Source data:
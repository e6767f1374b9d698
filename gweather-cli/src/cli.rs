use anyhow::{Context, Result};
use clap::{Parser, Subcommand};
use gweather_core::{
    Config, DriverId, LocaleRegistry, ScraperConfig, SessionFactory, WeatherError, WeatherQuery,
    WeatherResult, WeatherScraper,
    driver::{chrome::ChromeDriver, http::HttpDriver},
};
use inquire::{Confirm, Select};
use tracing::debug;

const LOCALE_DEFAULT: &str = "locale default";

/// Top-level CLI struct.
#[derive(Debug, Parser)]
#[command(name = "gweather", version, about = "Current weather from a search results page")]
pub struct Cli {
    /// More logging on stderr (-v debug, -vv trace).
    #[arg(short, long, global = true, action = clap::ArgAction::Count)]
    pub verbose: u8,

    #[command(subcommand)]
    pub command: Command,
}

#[derive(Debug, Subcommand)]
pub enum Command {
    /// Store a default language, units and driver.
    Configure,

    /// Show the current weather for a city.
    Show {
        /// City name, e.g. "Buenos Aires".
        city: String,

        /// Language of the search, e.g. "es" or "en-GB".
        #[arg(long)]
        lang: Option<String>,

        /// Temperature unit, C or F.
        #[arg(long)]
        temp_unit: Option<String>,

        /// Wind unit, kmh or mph.
        #[arg(long)]
        wind_unit: Option<String>,

        /// Driver short name, "chrome" or "http".
        #[arg(long)]
        driver: Option<String>,

        /// Print the result as JSON.
        #[arg(long)]
        json: bool,
    },

    /// List supported languages and their default units.
    Languages,
}

impl Cli {
    pub async fn run(self) -> Result<()> {
        match self.command {
            Command::Configure => configure(),
            Command::Show {
                city,
                lang,
                temp_unit,
                wind_unit,
                driver,
                json,
            } => {
                let cfg = Config::load()?;
                let driver = match driver {
                    Some(name) => DriverId::try_from(name.as_str())?,
                    None => cfg.default_driver_id()?,
                };
                let query = cfg.query_for(&city, lang, temp_unit, wind_unit);
                debug!(%driver, ?query, "resolved lookup");

                let weather = match driver {
                    DriverId::Chrome => {
                        lookup(ChromeDriver::new(&cfg.scraper), &cfg.scraper, &query).await
                    }
                    DriverId::Http => {
                        lookup(HttpDriver::new(&cfg.scraper)?, &cfg.scraper, &query).await
                    }
                }?;

                if json {
                    println!("{}", serde_json::to_string_pretty(&weather)?);
                } else {
                    print_weather(&weather);
                }
                Ok(())
            }
            Command::Languages => {
                print_languages();
                Ok(())
            }
        }
    }
}

async fn lookup<F: SessionFactory>(
    factory: F,
    config: &ScraperConfig,
    query: &WeatherQuery,
) -> Result<WeatherResult, WeatherError> {
    WeatherScraper::new(factory, config).get_weather(query).await
}

fn print_weather(weather: &WeatherResult) {
    println!("{}", weather.location);
    println!("  Condition:   {}", weather.condition);
    println!("  Temperature: {}", weather.temperature);
    println!("  Humidity:    {}", weather.humidity);
    println!("  Wind:        {}", weather.wind);
}

fn print_languages() {
    println!("{:<6} {:<7} {:<5} {:<5} QUERY", "LANG", "LOCALE", "TEMP", "WIND");
    for locale in LocaleRegistry::global().entries() {
        println!(
            "{:<6} {:<7} {:<5} {:<5} {}",
            locale.lang,
            locale.locale_tag,
            locale.default_temp_unit.as_str(),
            locale.default_wind_unit.as_str(),
            locale.query_template
        );
    }
}

fn configure() -> Result<()> {
    let mut cfg = Config::load()?;

    let langs: Vec<&str> = LocaleRegistry::global()
        .entries()
        .iter()
        .map(|locale| locale.lang)
        .collect();
    let current = langs
        .iter()
        .position(|lang| lang.eq_ignore_ascii_case(cfg.default_lang()))
        .unwrap_or(0);
    let lang = Select::new("Default language:", langs)
        .with_starting_cursor(current)
        .prompt()
        .context("Language selection aborted")?;
    cfg.default_lang = Some(lang.to_string());

    cfg.temp_unit = select_unit("Temperature unit:", &["C", "F"], cfg.temp_unit.as_deref())?;
    cfg.wind_unit = select_unit("Wind unit:", &["kmh", "mph"], cfg.wind_unit.as_deref())?;

    let drivers = DriverId::all().to_vec();
    let current = cfg.default_driver_id().unwrap_or_default();
    let driver = Select::new("Default driver:", drivers.clone())
        .with_starting_cursor(drivers.iter().position(|d| *d == current).unwrap_or(0))
        .prompt()
        .context("Driver selection aborted")?;
    cfg.set_default_driver(driver);

    if driver == DriverId::Chrome {
        cfg.scraper.headless = Confirm::new("Run the browser headless?")
            .with_default(cfg.scraper.headless)
            .prompt()
            .context("Headless prompt aborted")?;
    }

    let path = cfg.save()?;
    println!("Configuration saved to {}", path.display());
    Ok(())
}

/// `None` keeps the locale's own default unit.
fn select_unit(
    message: &str,
    units: &[&'static str],
    current: Option<&str>,
) -> Result<Option<String>> {
    let options: Vec<&str> = std::iter::once(LOCALE_DEFAULT)
        .chain(units.iter().copied())
        .collect();
    let cursor = current
        .and_then(|unit| options.iter().position(|o| o.eq_ignore_ascii_case(unit)))
        .unwrap_or(0);

    let choice = Select::new(message, options)
        .with_starting_cursor(cursor)
        .prompt()
        .with_context(|| format!("{message} selection aborted"))?;

    Ok((choice != LOCALE_DEFAULT).then(|| choice.to_string()))
}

_Work to complete_.
Copy out each entry once more, character for character.

_Response to the task_.
repository e6767f1374b9d698
filename gweather-cli/src/cli.rs
use anyhow::{Context, Result};
use clap::{Parser, Subcommand};
use gweather_core::{
    Config, DriverId, LocaleRegistry, ScraperConfig, SessionFactory, WeatherError, WeatherQuery,
    WeatherResult, WeatherScraper,
    driver::{chrome::ChromeDriver, http::HttpDriver},
};
use inquire::{Confirm, Select};
use tracing::debug;

const LOCALE_DEFAULT: &str = "locale default";

/// Top-level CLI struct.
#[derive(Debug, Parser)]
#[command(name = "gweather", version, about = "Current weather from a search results page")]
pub struct Cli {
    /// More logging on stderr (-v debug, -vv trace).
    #[arg(short, long, global = true, action = clap::ArgAction::Count)]
    pub verbose: u8,

    #[command(subcommand)]
    pub command: Command,
}

#[derive(Debug, Subcommand)]
pub enum Command {
    /// Store a default language, units and driver.
    Configure,

    /// Show the current weather for a city.
    Show {
        /// City name, e.g. "Buenos Aires".
        city: String,

        /// Language of the search, e.g. "es" or "en-GB".
        #[arg(long)]
        lang: Option<String>,

        /// Temperature unit, C or F.
        #[arg(long)]
        temp_unit: Option<String>,

        /// Wind unit, kmh or mph.
        #[arg(long)]
        wind_unit: Option<String>,

        /// Driver short name, "chrome" or "http".
        #[arg(long)]
        driver: Option<String>,

        /// Print the result as JSON.
        #[arg(long)]
        json: bool,
    },

    /// List supported languages and their default units.
    Languages,
}

impl Cli {
    pub async fn run(self) -> Result<()> {
        match self.command {
            Command::Configure => configure(),
            Command::Show {
                city,
                lang,
                temp_unit,
                wind_unit,
                driver,
                json,
            } => {
                let cfg = Config::load()?;
                let driver = match driver {
                    Some(name) => DriverId::try_from(name.as_str())?,
                    None => cfg.default_driver_id()?,
                };
                let query = cfg.query_for(&city, lang, temp_unit, wind_unit);
                debug!(%driver, ?query, "resolved lookup");

                let weather = match driver {
                    DriverId::Chrome => {
                        lookup(ChromeDriver::new(&cfg.scraper), &cfg.scraper, &query).await
                    }
                    DriverId::Http => {
                        lookup(HttpDriver::new(&cfg.scraper)?, &cfg.scraper, &query).await
                    }
                }?;

                if json {
                    println!("{}", serde_json::to_string_pretty(&weather)?);
                } else {
                    print_weather(&weather);
                }
                Ok(())
            }
            Command::Languages => {
                print_languages();
                Ok(())
            }
        }
    }
}

async fn lookup<F: SessionFactory>(
    factory: F,
    config: &ScraperConfig,
    query: &WeatherQuery,
) -> Result<WeatherResult, WeatherError> {
    WeatherScraper::new(factory, config).get_weather(query).await
}

fn print_weather(weather: &WeatherResult) {
    println!("{}", weather.location);
    println!("  Condition:   {}", weather.condition);
    println!("  Temperature: {}", weather.temperature);
    println!("  Humidity:    {}", weather.humidity);
    println!("  Wind:        {}", weather.wind);
}

fn print_languages() {
    println!("{:<6} {:<7} {:<5} {:<5} QUERY", "LANG", "LOCALE", "TEMP", "WIND");
    for locale in LocaleRegistry::global().entries() {
        println!(
            "{:<6} {:<7} {:<5} {:<5} {}",
            locale.lang,
            locale.locale_tag,
            locale.default_temp_unit.as_str(),
            locale.default_wind_unit.as_str(),
            locale.query_template
        );
    }
}

fn configure() -> Result<()> {
    let mut cfg = Config::load()?;

    let langs: Vec<&str> = LocaleRegistry::global()
        .entries()
        .iter()
        .map(|locale| locale.lang)
        .collect();
    let current = langs
        .iter()
        .position(|lang| lang.eq_ignore_ascii_case(cfg.default_lang()))
        .unwrap_or(0);
    let lang = Select::new("Default language:", langs)
        .with_starting_cursor(current)
        .prompt()
        .context("Language selection aborted")?;
    cfg.default_lang = Some(lang.to_string());

    cfg.temp_unit = select_unit("Temperature unit:", &["C", "F"], cfg.temp_unit.as_deref())?;
    cfg.wind_unit = select_unit("Wind unit:", &["kmh", "mph"], cfg.wind_unit.as_deref())?;

    let drivers = DriverId::all().to_vec();
    let current = cfg.default_driver_id().unwrap_or_default();
    let driver = Select::new("Default driver:", drivers.clone())
        .with_starting_cursor(drivers.iter().position(|d| *d == current).unwrap_or(0))
        .prompt()
        .context("Driver selection aborted")?;
    cfg.set_default_driver(driver);

    if driver == DriverId::Chrome {
        cfg.scraper.headless = Confirm::new("Run the browser headless?")
            .with_default(cfg.scraper.headless)
            .prompt()
            .context("Headless prompt aborted")?;
    }

    let path = cfg.save()?;
    println!("Configuration saved to {}", path.display());
    Ok(())
}

/// `None` keeps the locale's own default unit.
fn select_unit(
    message: &str,
    units: &[&'static str],
    current: Option<&str>,
) -> Result<Option<String>> {
    let options: Vec<&str> = std::iter::once(LOCALE_DEFAULT)
        .chain(units.iter().copied())
        .collect();
    let cursor = current
        .and_then(|unit| options.iter().position(|o| o.eq_ignore_ascii_case(unit)))
        .unwrap_or(0);

    let choice = Select::new(message, options)
        .with_starting_cursor(cursor)
        .prompt()
        .with_context(|| format!("{message} selection aborted"))?;

    Ok((choice != LOCALE_DEFAULT).then(|| choice.to_string()))
}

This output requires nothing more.